'''

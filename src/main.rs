//! Brachisto entry point
//!
//! On the web everything runs through `platform::web`. Natively this prints a
//! race table and plays one run with synthetic frame deltas.

#[cfg(not(target_arch = "wasm32"))]
fn main() {
    env_logger::init();
    log::info!("Brachisto (native) starting...");

    let settings = match std::env::args().nth(1) {
        Some(path) => match load_settings(&path) {
            Ok(settings) => settings,
            Err(e) => {
                eprintln!("Could not load settings from {}: {}", path, e);
                std::process::exit(1);
            }
        },
        None => brachisto::Settings::default(),
    };

    if let Err(e) = run(settings) {
        eprintln!("Error: {}", e);
        std::process::exit(1);
    }
}

#[cfg(target_arch = "wasm32")]
fn main() {
    // WASM entry point is platform::web::init, this is just to satisfy the compiler
}

#[cfg(not(target_arch = "wasm32"))]
fn load_settings(path: &str) -> Result<brachisto::Settings, Box<dyn std::error::Error>> {
    let json = std::fs::read_to_string(path)?;
    Ok(brachisto::Settings::from_json(&json)?)
}

#[cfg(not(target_arch = "wasm32"))]
fn run(settings: brachisto::Settings) -> brachisto::SimResult<()> {
    use brachisto::sim::{SessionPhase, SimulationSession};

    const FRAME_DT: f64 = 1.0 / 60.0;

    let points = settings.default_points;
    let board = brachisto::race(&points, &settings)?;

    println!(
        "A = ({:.3}, {:.3})  B = ({:.3}, {:.3})  g = {}  N = {}",
        points.a.x, points.a.y, points.b.x, points.b.y, settings.gravity, settings.samples
    );
    println!("{:<4} {:<14} {:>12} {:>10}  note", "rank", "curve", "time (s)", "length");
    for (i, entry) in board.entries.iter().enumerate() {
        let time = entry
            .time
            .map_or_else(|| "infeasible".to_string(), |t| format!("{:.6}", t));
        let note = if entry.used_fallback {
            format!("drawn as {}", entry.drawn_kind.as_str())
        } else {
            String::new()
        };
        println!(
            "{:<4} {:<14} {:>12} {:>10.4}  {}",
            i + 1,
            entry.kind.as_str(),
            time,
            entry.length,
            note
        );
    }

    let mut session = SimulationSession::new(settings)?;
    session.start()?;
    let mut frames = 0u32;
    while session.advance(FRAME_DT) == SessionPhase::Running {
        frames += 1;
        if frames % 10 == 0 {
            if let Some(ball) = session.ball() {
                log::debug!(
                    "t={:.3}s ball=({:.4}, {:.4})",
                    session.current_time(),
                    ball.x,
                    ball.y
                );
            }
        }
    }
    println!(
        "Animated {} in {} frames ({:.4}s)",
        session.settings().kind.as_str(),
        frames + 1,
        session.current_time()
    );

    Ok(())
}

'''

● **Activity**:
Copy out each line of the entries that holds "note".

● **Your response**:
    println!("{:<4} {:<14} {:>12} {:>10}  note", "rank", "curve", "time (s)", "length");
        let note = if entry.used_fallback {
            note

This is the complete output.